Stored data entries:
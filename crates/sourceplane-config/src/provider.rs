//! Provider document (`provider.yaml`) loading.

use std::fs;
use std::path::Path;

use serde::Deserialize;

use sourceplane_core::types::{ProviderMetadata, ThinCiConfig};

use crate::loader::ConfigError;

/// A component kind a provider supports; informational for listings
#[derive(Debug, Clone, Deserialize)]
#[serde(rename_all = "camelCase")]
pub struct ProviderKindSpec {
    pub name: String,
    #[serde(default)]
    pub full_type: String,
    #[serde(default)]
    pub description: String,
    #[serde(default)]
    pub category: String,
}

/// A full `provider.yaml` document
#[derive(Debug, Clone, Deserialize)]
pub struct ProviderDocument {
    pub name: String,
    #[serde(default)]
    pub version: String,
    #[serde(rename = "apiVersion", default)]
    pub api_version: String,
    #[serde(default)]
    pub kind: String,
    #[serde(default)]
    pub kinds: Vec<ProviderKindSpec>,
    #[serde(rename = "thinCI", default)]
    pub thin_ci: Option<ThinCiConfig>,
}

impl ProviderDocument {
    /// Convert into registry metadata. The planner requires a
    /// `thinCI.actions` section; a document without one cannot be
    /// planned against.
    pub fn into_metadata(self) -> Result<ProviderMetadata, ConfigError> {
        match self.thin_ci {
            Some(thin_ci) if !thin_ci.actions.is_empty() => {
                Ok(ProviderMetadata::new(self.name, self.version, thin_ci))
            }
            _ => Err(ConfigError::MissingThinCi(self.name)),
        }
    }
}

/// Load a `provider.yaml` document
pub fn load_provider(path: &Path) -> Result<ProviderDocument, ConfigError> {
    let content = fs::read_to_string(path)?;
    let document: ProviderDocument = serde_yaml::from_str(&content)?;
    Ok(document)
}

- **EXERCISE GOAL**:
Exactly as written, repeat each line from the beginning of the data above to the line containing "one cannot be", inclusive.

- **ANSWER TO THIS EXERCISE**:
filename crates/sourceplane-config/src/provider.rs
//! Provider document (`provider.yaml`) loading.

use std::fs;
use std::path::Path;

use serde::Deserialize;

use sourceplane_core::types::{ProviderMetadata, ThinCiConfig};

use crate::loader::ConfigError;

/// A component kind a provider supports; informational for listings
#[derive(Debug, Clone, Deserialize)]
#[serde(rename_all = "camelCase")]
pub struct ProviderKindSpec {
    pub name: String,
    #[serde(default)]
    pub full_type: String,
    #[serde(default)]
    pub description: String,
    #[serde(default)]
    pub category: String,
}

/// A full `provider.yaml` document
#[derive(Debug, Clone, Deserialize)]
pub struct ProviderDocument {
    pub name: String,
    #[serde(default)]
    pub version: String,
    #[serde(rename = "apiVersion", default)]
    pub api_version: String,
    #[serde(default)]
    pub kind: String,
    #[serde(default)]
    pub kinds: Vec<ProviderKindSpec>,
    #[serde(rename = "thinCI", default)]
    pub thin_ci: Option<ThinCiConfig>,
}

impl ProviderDocument {
    /// Convert into registry metadata. The planner requires a
    /// `thinCI.actions` section; a document without one cannot be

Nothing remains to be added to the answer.